2023 Ignatian Hoya Recipient
Marley Simpson is from Sloatsburg, New York. Before coming to Georgetown Biomedical Graduate Education, Marley earned a B.S. in Public Health from Texas A&M University.
What community service activity has meant the most to you?
Growing up, I was always taught the importance of community service and selflessly helping others, but it wasn’t until becoming involved in the ambulance corps that I saw firsthand how many members of the community can be suffering day in and day out without anyone knowing. Yes, I experienced a fair share of acute medical emergencies, but more often than not it was a call for an individual with underlying mental health concerns many times struggling with addiction as well. This was hidden very well from the public and I didn’t know just how prevalent it was until this point.
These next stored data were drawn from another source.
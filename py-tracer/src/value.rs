//! Runtime values delivered by the host and their display formatting

use std::fmt::{self, Write};

use base64::engine::general_purpose::STANDARD;
use base64::Engine;
use serde::{Deserialize, Serialize};

/// A Python runtime value as seen through a call context's local bindings
///
/// Hosts convert their own object model into this enum. Values with no
/// structural mapping are passed as [`Value::Object`] with the repr the host
/// computed for them.
#[derive(Debug, Clone, PartialEq, Serialize, Deserialize)]
#[serde(rename_all = "snake_case")]
pub enum Value {
    /// Python's `None` singleton.
    None,
    /// Python boolean (`True` or `False`).
    Bool(bool),
    /// Python integer (64-bit signed).
    Int(i64),
    /// Python float (64-bit IEEE 754).
    Float(f64),
    /// Python string (UTF-8).
    Str(String),
    /// Python list.
    List(Vec<Value>),
    /// Python tuple.
    Tuple(Vec<Value>),
    /// Python dictionary, in insertion order.
    Dict(Vec<(Value, Value)>),
    /// Python set.
    Set(Vec<Value>),
    /// A user-defined function, by name.
    Function(String),
    /// An imported module, by name.
    Module(String),
    /// Any other object, with its type name and host-computed repr.
    Object { type_name: String, repr: String },
}

impl Value {
    /// Whether this value is a function (never shown in the tutor)
    pub fn is_callable(&self) -> bool {
        matches!(self, Self::Function(_))
    }

    /// Whether this value is a module (never shown in the tutor)
    pub fn is_module(&self) -> bool {
        matches!(self, Self::Module(_))
    }

    /// Python `repr()` of this value
    pub fn py_repr(&self) -> String {
        let mut s = String::new();
        // Writing into a String cannot fail.
        let _ = self.repr_fmt(&mut s);
        s
    }

    fn repr_fmt(&self, f: &mut impl Write) -> fmt::Result {
        match self {
            Self::None => f.write_str("None"),
            Self::Bool(true) => f.write_str("True"),
            Self::Bool(false) => f.write_str("False"),
            Self::Int(v) => write!(f, "{v}"),
            Self::Float(v) => float_repr_fmt(*v, f),
            Self::Str(s) => string_repr_fmt(s, f),
            Self::List(items) => {
                f.write_char('[')?;
                sequence_repr_fmt(items, f)?;
                f.write_char(']')
            }
            Self::Tuple(items) => {
                f.write_char('(')?;
                sequence_repr_fmt(items, f)?;
                if items.len() == 1 {
                    f.write_char(',')?;
                }
                f.write_char(')')
            }
            Self::Dict(pairs) => {
                f.write_char('{')?;
                for (i, (k, v)) in pairs.iter().enumerate() {
                    if i > 0 {
                        f.write_str(", ")?;
                    }
                    k.repr_fmt(f)?;
                    f.write_str(": ")?;
                    v.repr_fmt(f)?;
                }
                f.write_char('}')
            }
            Self::Set(items) if items.is_empty() => f.write_str("set()"),
            Self::Set(items) => {
                f.write_char('{')?;
                sequence_repr_fmt(items, f)?;
                f.write_char('}')
            }
            Self::Function(name) => write!(f, "<function {name}>"),
            Self::Module(name) => write!(f, "<module '{name}'>"),
            Self::Object { repr, .. } => f.write_str(repr),
        }
    }
}

impl fmt::Display for Value {
    fn fmt(&self, f: &mut fmt::Formatter<'_>) -> fmt::Result {
        self.repr_fmt(f)
    }
}

fn sequence_repr_fmt(items: &[Value], f: &mut impl Write) -> fmt::Result {
    for (i, item) in items.iter().enumerate() {
        if i > 0 {
            f.write_str(", ")?;
        }
        item.repr_fmt(f)?;
    }
    Ok(())
}

fn float_repr_fmt(v: f64, f: &mut impl Write) -> fmt::Result {
    if v.is_nan() {
        return f.write_str("nan");
    }
    if v.is_infinite() {
        return f.write_str(if v > 0.0 { "inf" } else { "-inf" });
    }
    // Shortest round-trip digits; exponent form outside 1e-4 <= |v| < 1e16.
    let sci = format!("{v:e}");
    let (mantissa, exponent) = sci.split_once('e').unwrap_or((sci.as_str(), "0"));
    let exponent: i32 = exponent.parse().unwrap_or(0);
    if v != 0.0 && !(-4..16).contains(&exponent) {
        let sign = if exponent < 0 { '-' } else { '+' };
        return write!(f, "{mantissa}e{sign}{:02}", exponent.abs());
    }
    let s = v.to_string();
    f.write_str(&s)?;
    if !s.contains('.') {
        f.write_str(".0")?;
    }
    Ok(())
}

/// Python string repr: single quotes unless the text contains only single quotes
fn string_repr_fmt(s: &str, f: &mut impl Write) -> fmt::Result {
    let quote = if s.contains('\'') && !s.contains('"') { '"' } else { '\'' };
    f.write_char(quote)?;
    for c in s.chars() {
        match c {
            '\\' => f.write_str("\\\\")?,
            '\n' => f.write_str("\\n")?,
            '\t' => f.write_str("\\t")?,
            '\r' => f.write_str("\\r")?,
            '\'' if quote == '\'' => f.write_str("\\'")?,
            c if c.is_control() => match u32::from(c) {
                n @ 0..=0xff => write!(f, "\\x{n:02x}")?,
                n @ 0x100..=0xffff => write!(f, "\\u{n:04x}")?,
                n => write!(f, "\\U{n:08x}")?,
            },
            _ => f.write_char(c)?,
        }
    }
    f.write_char(quote)
}

/// Image detection service
///
/// Returns an HTML fragment for values that should be shown as a picture.
pub trait ImageRenderer {
    fn to_html_or_none(&self, value: &Value) -> Option<String>;
}

/// Renderer that never recognizes an image
#[derive(Debug, Clone, Copy, Default)]
pub struct NoImages;

impl ImageRenderer for NoImages {
    fn to_html_or_none(&self, _value: &Value) -> Option<String> {
        None
    }
}

/// Renders lists of pixel rows as inline SVG images
///
/// A value is an image when it is a non-empty list of equally long, non-empty
/// rows whose cells are `[r, g, b]` lists or `(r, g, b)` tuples of integers in
/// `0..=255`. The image is displayed with its width clamped to
/// `min_width..=max_width` and its height scaled to keep the aspect ratio.
#[derive(Debug, Clone)]
pub struct RgbImageRenderer {
    pub min_width: usize,
    pub max_width: usize,
}

impl RgbImageRenderer {
    pub fn new(min_width: usize, max_width: usize) -> Self {
        Self { min_width, max_width }
    }
}

impl Default for RgbImageRenderer {
    fn default() -> Self {
        Self::new(60, 150)
    }
}

impl ImageRenderer for RgbImageRenderer {
    fn to_html_or_none(&self, value: &Value) -> Option<String> {
        let pixels = rgb_rows(value)?;
        let height = pixels.len();
        let width = pixels[0].len();

        let display_width = width.clamp(self.min_width, self.max_width.max(self.min_width));
        let display_height = height * display_width / width;

        let rects: String = pixels
            .iter()
            .enumerate()
            .flat_map(|(y, row)| {
                row.iter().enumerate().map(move |(x, [r, g, b])| {
                    format!("<rect x='{x}' y='{y}' width='1' height='1' fill='#{r:02x}{g:02x}{b:02x}'/>")
                })
            })
            .collect();
        let svg = format!(
            "<svg xmlns='http://www.w3.org/2000/svg' width='{display_width}' height='{display_height}' \
             viewBox='0 0 {width} {height}' shape-rendering='crispEdges'>{rects}</svg>"
        );

        let encoded = STANDARD.encode(svg.as_bytes());
        Some(format!("<img src='data:image/svg+xml;base64,{encoded}'>"))
    }
}

/// Pixel rows of an image-shaped value
fn rgb_rows(value: &Value) -> Option<Vec<Vec<[u8; 3]>>> {
    let Value::List(rows) = value else {
        return None;
    };
    let Value::List(first_row) = rows.first()? else {
        return None;
    };
    let width = first_row.len();
    if width == 0 {
        return None;
    }

    rows.iter()
        .map(|row| match row {
            Value::List(cells) if cells.len() == width => cells.iter().map(rgb_cell).collect::<Option<Vec<_>>>(),
            _ => None,
        })
        .collect()
}

fn rgb_cell(cell: &Value) -> Option<[u8; 3]> {
    let (Value::List(channels) | Value::Tuple(channels)) = cell else {
        return None;
    };
    match channels.as_slice() {
        [Value::Int(r), Value::Int(g), Value::Int(b)] => {
            Some([u8::try_from(*r).ok()?, u8::try_from(*g).ok()?, u8::try_from(*b).ok()?])
        }
        _ => None,
    }
}

/// Turns runtime values into the strings stored in trace snapshots
pub struct ValueFormatter {
    images: Box<dyn ImageRenderer>,
}

impl ValueFormatter {
    pub fn new(images: impl ImageRenderer + 'static) -> Self {
        Self {
            images: Box::new(images),
        }
    }

    /// Display string for `value`, or `None` when the binding must be left out
    ///
    /// Functions and modules are left out. Images become a fenced HTML block;
    /// everything else is shown as its repr.
    pub fn format(&self, value: &Value) -> Option<String> {
        if value.is_callable() || value.is_module() {
            return None;
        }
        match self.images.to_html_or_none(value) {
            Some(html) => Some(format!("```html\n{html}\n```")),
            None => Some(value.py_repr()),
        }
    }
}

impl Default for ValueFormatter {
    fn default() -> Self {
        Self::new(RgbImageRenderer::default())
    }
}
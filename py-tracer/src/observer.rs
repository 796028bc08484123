//! Interface between the tracer and the host that runs the program
//!
//! The host owns execution. It calls back into an [`ExecutionObserver`] before
//! every statement and whenever a call context is about to return, and stops
//! early when a callback answers [`Flow::Halt`].

use crate::value::Value;
use crate::Result;

/// Identity of one activation of a callable (one frame)
pub type ContextId = u64;

/// What kind of code a call context is running
#[derive(Debug, Clone, Copy, PartialEq, Eq)]
pub enum ScopeKind {
    /// The program's top level
    Module,
    /// A function body
    Function,
    /// A list/dict/set comprehension or generator expression
    Comprehension,
}

impl ScopeKind {
    /// Classify a context from its code object name
    pub fn from_code_name(name: &str) -> Self {
        match name {
            "<module>" => Self::Module,
            "<listcomp>" | "<dictcomp>" | "<setcomp>" | "<genexpr>" => Self::Comprehension,
            _ => Self::Function,
        }
    }
}

/// One live call context, as exposed by the host during a callback
pub trait CallContext {
    /// Identity of this activation, stable for its lifetime
    fn id(&self) -> ContextId;

    /// Name of the code object being run (`<module>`, a function name, ...)
    fn code_name(&self) -> &str;

    /// Where the running code came from (a filename, or `<string>` for the program)
    fn origin(&self) -> &str;

    /// Current local bindings, in insertion order
    fn locals(&self) -> Vec<(&str, &Value)>;

    fn scope(&self) -> ScopeKind {
        ScopeKind::from_code_name(self.code_name())
    }
}

/// Answer from an observer callback
#[derive(Debug, Clone, Copy, PartialEq, Eq)]
pub enum Flow {
    /// Keep running and delivering events
    Continue,
    /// Stop the run; no further events will be recorded
    Halt,
}

/// Receiver of execution events, in program order
pub trait ExecutionObserver {
    /// Called before the statement on 1-based line `line` executes
    fn on_line(&mut self, context: &dyn CallContext, line: usize) -> Flow;

    /// Called when `context` is about to return `value` from 1-based line `line`
    fn on_return(&mut self, context: &dyn CallContext, line: usize, value: &Value) -> Flow;
}

/// Something that can run program code under observation
///
/// Errors raised by the program itself are the host's to report; the tracer
/// does not catch or reinterpret them.
pub trait ExecutionHost {
    fn run(&mut self, code: &str, observer: &mut dyn ExecutionObserver) -> Result<()>;
}

#[cfg(test)]
mod tests {
    use super::*;

    #[test]
    fn test_scope_from_code_name() {
        assert_eq!(ScopeKind::from_code_name("<module>"), ScopeKind::Module);
        assert_eq!(ScopeKind::from_code_name("<listcomp>"), ScopeKind::Comprehension);
        assert_eq!(ScopeKind::from_code_name("<dictcomp>"), ScopeKind::Comprehension);
        assert_eq!(ScopeKind::from_code_name("<genexpr>"), ScopeKind::Comprehension);
        assert_eq!(ScopeKind::from_code_name("fib"), ScopeKind::Function);
    }
}
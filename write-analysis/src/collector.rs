//! Assignment target collection over the parsed program

use std::collections::BTreeMap;

use py_tracer::{SourceText, RESERVED_NAME};
use ruff_python_ast::visitor::{self, Visitor};
use ruff_python_ast::{self as ast, Expr, ExprContext, Stmt};
use ruff_python_parser::parse_module;
use ruff_text_size::{Ranged, TextSize};
use serde::Serialize;

use crate::{Result, WriteAnalysisError};

/// Identifiers written on each 0-indexed line
///
/// Lines without writes have no entry. Names appear once per write, in the
/// order the assignments are evaluated on the line.
#[derive(Debug, Clone, Default, PartialEq, Eq, Serialize)]
#[serde(transparent)]
pub struct WriteMap {
    writes: BTreeMap<usize, Vec<String>>,
}

impl WriteMap {
    /// Create new empty write map
    pub fn new() -> Self {
        Self::default()
    }

    pub fn record(&mut self, line: usize, name: impl Into<String>) {
        self.writes.entry(line).or_default().push(name.into());
    }

    /// Identifiers written on `line`
    pub fn at(&self, line: usize) -> &[String] {
        self.writes.get(&line).map(Vec::as_slice).unwrap_or(&[])
    }

    pub fn contains_line(&self, line: usize) -> bool {
        self.writes.contains_key(&line)
    }

    pub fn iter(&self) -> impl Iterator<Item = (usize, &[String])> {
        self.writes.iter().map(|(line, names)| (*line, names.as_slice()))
    }

    /// Number of lines with at least one write
    pub fn len(&self) -> usize {
        self.writes.len()
    }

    pub fn is_empty(&self) -> bool {
        self.writes.is_empty()
    }

    /// Get number of writes across all lines
    pub fn write_count(&self) -> usize {
        self.writes.values().map(Vec::len).sum()
    }

    /// Serialize the map as JSON, keyed by line number
    pub fn to_json(&self) -> Result<String> {
        Ok(serde_json::to_string(self)?)
    }
}

/// Output of the write analysis
#[derive(Debug, Clone, Default, PartialEq, Eq)]
pub struct WriteCollection {
    /// Identifiers written on each line
    pub writes: WriteMap,
    /// Lines blanked so that the program would parse, in repair order
    pub repaired_lines: Vec<usize>,
}

/// Collect the identifiers each line of `source` writes
///
/// # Arguments
/// * `source` - Program lines; the caller's copy is left untouched
///
/// # Returns
/// * `Ok(WriteCollection)` - Writes per line, plus any repaired lines
/// * `Err(WriteAnalysisError::Syntax)` - If the program does not parse
pub fn collect_writes(source: &SourceText) -> Result<WriteCollection> {
    tracing::info!("Collecting writes, {} source lines", source.len());

    let mut source = source.clone();
    let mut repaired_lines = Vec::new();

    let (code, module) = loop {
        let code = source.to_code();
        match parse_module(&code) {
            Ok(parsed) => break (code, parsed.into_syntax()),
            Err(err) => {
                let line = LineIndex::new(&code).line_of(err.range().start());
                let repairable = repaired_lines.len() < source.len()
                    && source.text(line).contains(RESERVED_NAME)
                    && source.blank_line(line);
                if !repairable {
                    return Err(WriteAnalysisError::Syntax {
                        line,
                        message: err.to_string(),
                    });
                }
                tracing::warn!("Blanked line {} to recover from parse error: {}", line, err);
                repaired_lines.push(line);
            }
        }
    };

    let mut collector = WriteCollector {
        lines: LineIndex::new(&code),
        writes: WriteMap::new(),
    };
    collector.visit_body(&module.body);

    tracing::info!(
        "Collected {} writes on {} lines",
        collector.writes.write_count(),
        collector.writes.len()
    );
    Ok(WriteCollection {
        writes: collector.writes,
        repaired_lines,
    })
}

/// Maps byte offsets to 0-indexed line numbers
struct LineIndex {
    line_starts: Vec<usize>,
}

impl LineIndex {
    fn new(code: &str) -> Self {
        let line_starts = std::iter::once(0)
            .chain(code.match_indices('\n').map(|(i, _)| i + 1))
            .collect();
        Self { line_starts }
    }

    fn line_of(&self, offset: TextSize) -> usize {
        let offset = offset.to_usize();
        self.line_starts
            .partition_point(|start| *start <= offset)
            .saturating_sub(1)
    }
}

struct WriteCollector {
    lines: LineIndex,
    writes: WriteMap,
}

impl WriteCollector {
    fn record_write(&mut self, offset: TextSize, name: &str) {
        if name != RESERVED_NAME {
            self.writes.record(self.lines.line_of(offset), name);
        }
    }
}

impl<'a> Visitor<'a> for WriteCollector {
    fn visit_stmt(&mut self, stmt: &'a Stmt) {
        // Targets before values, so a line's writes read left to right.
        match stmt {
            Stmt::Assign(ast::StmtAssign { targets, value, .. }) => {
                for target in targets {
                    self.visit_expr(target);
                }
                self.visit_expr(value);
            }
            Stmt::AugAssign(ast::StmtAugAssign { target, value, .. }) => {
                self.visit_expr(target);
                self.visit_expr(value);
            }
            Stmt::AnnAssign(ast::StmtAnnAssign {
                target,
                annotation,
                value,
                ..
            }) => {
                self.visit_expr(target);
                self.visit_annotation(annotation);
                if let Some(value) = value {
                    self.visit_expr(value);
                }
            }
            Stmt::For(ast::StmtFor {
                target,
                iter,
                body,
                orelse,
                ..
            }) => {
                self.visit_expr(target);
                self.visit_expr(iter);
                self.visit_body(body);
                self.visit_body(orelse);
            }
            _ => visitor::walk_stmt(self, stmt),
        }
    }

    fn visit_expr(&mut self, expr: &'a Expr) {
        match expr {
            Expr::Name(name) if matches!(name.ctx, ExprContext::Store) => {
                self.record_write(name.start(), name.id.as_str());
            }
            Expr::Subscript(subscript) if matches!(subscript.ctx, ExprContext::Store) => {
                match root_identifier(&subscript.value) {
                    Some(root) => self.record_write(subscript.start(), root),
                    None => tracing::warn!(
                        "No root identifier for subscript target on line {}",
                        self.lines.line_of(subscript.start())
                    ),
                }
                return;
            }
            _ => {}
        }
        visitor::walk_expr(self, expr);
    }
}

/// The plain name at the bottom of a container access such as `a.b[0][1]`
fn root_identifier(expr: &Expr) -> Option<&str> {
    match expr {
        Expr::Name(name) => Some(name.id.as_str()),
        Expr::Subscript(ast::ExprSubscript { value, .. })
        | Expr::Attribute(ast::ExprAttribute { value, .. })
        | Expr::Starred(ast::ExprStarred { value, .. }) => root_identifier(value),
        _ => None,
    }
}
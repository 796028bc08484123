//! Data structures for execution traces
//!
//! Serialization follows the format the tutor front end reads: a step is a flat
//! JSON object holding `time`, the loop vectors under `#` and `$` as
//! comma-separated strings, one entry per variable, then `lineno` and the
//! optional `prev_lineno`, `next_lineno` and `rv` fields.

use std::fmt;

use indexmap::IndexMap;
use serde::ser::{SerializeMap, Serializer};
use serde::Serialize;

use crate::Result;

/// Key of a trace log bucket
#[derive(Debug, Clone, Copy, PartialEq, Eq, Hash, PartialOrd, Ord)]
pub enum LineKey {
    /// A statement on this 0-indexed line is about to execute
    Line(usize),
    /// A call is about to return from this 0-indexed line
    Return(usize),
}

impl LineKey {
    /// The 0-indexed source line this key refers to
    pub fn line(&self) -> usize {
        match self {
            Self::Line(n) | Self::Return(n) => *n,
        }
    }

    pub fn is_return(&self) -> bool {
        matches!(self, Self::Return(_))
    }
}

impl fmt::Display for LineKey {
    fn fmt(&self, f: &mut fmt::Formatter<'_>) -> fmt::Result {
        match self {
            Self::Line(n) => write!(f, "{n}"),
            Self::Return(n) => write!(f, "R{n}"),
        }
    }
}

impl Serialize for LineKey {
    fn serialize<S: Serializer>(&self, serializer: S) -> std::result::Result<S::Ok, S::Error> {
        match self {
            Self::Line(n) => serializer.serialize_u64(*n as u64),
            Self::Return(_) => serializer.collect_str(self),
        }
    }
}

/// Loop context attached to steps and loop markers
///
/// Both vectors run from the outermost active loop to the innermost.
#[derive(Debug, Clone, Default, PartialEq, Eq)]
pub struct LoopMarker {
    /// Iteration counter of each active loop
    pub iterations: Vec<usize>,
    /// Header line of each active loop
    pub loop_ids: Vec<usize>,
}

/// Snapshot of one call context at one point in time
#[derive(Debug, Clone, PartialEq)]
pub struct ExecutionStep {
    /// Global time index, unique and increasing across the whole trace
    pub time: usize,
    /// Line this step was recorded at
    pub line: LineKey,
    /// Loop context when the step was recorded
    pub loops: LoopMarker,
    /// Formatted local variables, in binding order
    pub bindings: IndexMap<String, String>,
    /// Line of the step recorded just before this one
    pub prev_line: Option<LineKey>,
    /// Line of the step recorded just after this one
    pub next_line: Option<LineKey>,
    /// Formatted return value (return steps only)
    pub return_value: Option<String>,
}

/// Entry of a trace log bucket
#[derive(Debug, Clone, PartialEq)]
pub enum TraceRecord {
    Step(ExecutionStep),
    /// A loop containing this line was entered
    BeginLoop(LoopMarker),
    /// A loop containing this line was exited
    EndLoop(LoopMarker),
}

impl TraceRecord {
    pub fn as_step(&self) -> Option<&ExecutionStep> {
        match self {
            Self::Step(step) => Some(step),
            _ => None,
        }
    }

    pub fn is_sentinel(&self) -> bool {
        !matches!(self, Self::Step(_))
    }

    /// Loop context of this record
    pub fn loops(&self) -> &LoopMarker {
        match self {
            Self::Step(step) => &step.loops,
            Self::BeginLoop(marker) | Self::EndLoop(marker) => marker,
        }
    }
}

fn joined(values: &[usize]) -> String {
    values
        .iter()
        .map(usize::to_string)
        .collect::<Vec<_>>()
        .join(",")
}

impl Serialize for TraceRecord {
    fn serialize<S: Serializer>(&self, serializer: S) -> std::result::Result<S::Ok, S::Error> {
        let mut map = serializer.serialize_map(None)?;
        match self {
            Self::BeginLoop(marker) => {
                map.serialize_entry("begin_loop", &joined(&marker.iterations))?;
                map.serialize_entry("#", &joined(&marker.iterations))?;
                map.serialize_entry("$", &joined(&marker.loop_ids))?;
            }
            Self::EndLoop(marker) => {
                map.serialize_entry("end_loop", &joined(&marker.iterations))?;
                map.serialize_entry("#", &joined(&marker.iterations))?;
                map.serialize_entry("$", &joined(&marker.loop_ids))?;
            }
            Self::Step(step) => {
                map.serialize_entry("time", &step.time)?;
                map.serialize_entry("#", &joined(&step.loops.iterations))?;
                map.serialize_entry("$", &joined(&step.loops.loop_ids))?;
                for (name, value) in &step.bindings {
                    map.serialize_entry(name, value)?;
                }
                map.serialize_entry("lineno", &step.line)?;
                if let Some(prev) = &step.prev_line {
                    map.serialize_entry("prev_lineno", prev)?;
                }
                if let Some(next) = &step.next_line {
                    map.serialize_entry("next_lineno", next)?;
                }
                if let Some(rv) = &step.return_value {
                    map.serialize_entry("rv", rv)?;
                }
            }
        }
        map.end()
    }
}

/// Chronological records of every line the program visited
///
/// Buckets keep the order in which their lines were first touched.
#[derive(Debug, Clone, Default, PartialEq, Serialize)]
#[serde(transparent)]
pub struct TraceLog {
    buckets: IndexMap<LineKey, Vec<TraceRecord>>,
}

impl TraceLog {
    /// Create new empty trace log
    pub fn new() -> Self {
        Self::default()
    }

    pub(crate) fn push(&mut self, key: LineKey, record: TraceRecord) -> usize {
        let bucket = self.buckets.entry(key).or_default();
        bucket.push(record);
        bucket.len() - 1
    }

    pub(crate) fn step_mut(&mut self, key: LineKey, index: usize) -> Option<&mut ExecutionStep> {
        match self.buckets.get_mut(&key)?.get_mut(index)? {
            TraceRecord::Step(step) => Some(step),
            _ => None,
        }
    }

    /// Records of one line, oldest first
    pub fn at(&self, key: LineKey) -> &[TraceRecord] {
        self.buckets.get(&key).map(Vec::as_slice).unwrap_or(&[])
    }

    /// Every bucket, in first-touched order
    pub fn iter(&self) -> impl Iterator<Item = (&LineKey, &[TraceRecord])> {
        self.buckets.iter().map(|(key, records)| (key, records.as_slice()))
    }

    pub fn is_empty(&self) -> bool {
        self.buckets.is_empty()
    }

    /// Get number of steps recorded
    pub fn step_count(&self) -> usize {
        self.buckets
            .values()
            .flatten()
            .filter(|record| !record.is_sentinel())
            .count()
    }

    /// Every step, ordered by time
    pub fn steps(&self) -> Vec<&ExecutionStep> {
        let mut steps: Vec<&ExecutionStep> = self
            .buckets
            .values()
            .flatten()
            .filter_map(TraceRecord::as_step)
            .collect();
        steps.sort_by_key(|step| step.time);
        steps
    }

    /// Serialize the log as JSON
    pub fn to_json(&self) -> Result<String> {
        Ok(serde_json::to_string(self)?)
    }
}
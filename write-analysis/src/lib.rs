//! Write Analysis - Static map of the variables each line assigns
//!
//! Parses the traced program once, without running it, and records for every
//! line the identifiers its assignments write. Subscript assignments such as
//! `grid[i][j] = 0` count as writes to their root container (`grid`).
//!
//! The parse is allowed to fail on lines holding the tracer's no-op variable
//! (they can carry indentation the parser rejects); such lines are blanked and
//! the parse is retried. The blanked lines are reported back to the caller.

pub mod collector;

pub use collector::{collect_writes, WriteCollection, WriteMap};

/// Errors raised by the write analysis
#[derive(Debug, thiserror::Error)]
pub enum WriteAnalysisError {
    /// The program does not parse, and the failure cannot be repaired
    #[error("syntax error on line {line}: {message}")]
    Syntax { line: usize, message: String },

    #[error("failed to serialize write map: {0}")]
    Serialize(#[from] serde_json::Error),
}

/// Result type for write analysis operations
pub type Result<T> = std::result::Result<T, WriteAnalysisError>;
It really opened my eyes and challenged the perspective I had on my community.
Going on any call was emotionally taxing, but it was these, where I was able to get someone the help they needed when they were at their lowest, that stuck with me the most. Being a part of the emergency services community showcased just how many people are out there lacking the mental health support they need, and many times you don’t see it until it’s too late.
What led you to pursue graduate studies?
Going into college, I was on a pre-professional track, so I always had the mindset that I would be continuing my education post-undergrad. When I decided against veterinary school, I changed my major to public health. While getting my bachelor’s, I quickly realized that many of the positions within the public health field outside of the general entry-level positions required a higher-level degree.
What is your academic focus? What sparked your interest in it?
I chose the M.S. in Biohazardous Threat Agents & Emerging Infectious Diseases because it combines both my interests in health and science with law enforcement. Academically, I have always had a health science focus, and that led me to public health. During my studies, I took an emergency management class which introduced me to the workings of federal government and CBRN threats. I was also able to take an introduction to biodefense course. I really enjoyed both of these courses, and that’s when I realized there was a field that combined both of my interests!
Why did you choose Georgetown BGE?
There are very few programs in the country that offer programs in this field, and all have a slightly different focus. Georgetown’s curriculum lined up the closest with my interests and was in the perfect location. What better place to learn about biodefense than in the nation’s capital! As opposed to many other universities, a majority of the professors are professionals with real-life experience working in the field. In addition to this, guest speakers are frequently brought in, giving us the opportunity to network and learn about the different subjects and agencies that we are being taught about directly from the source.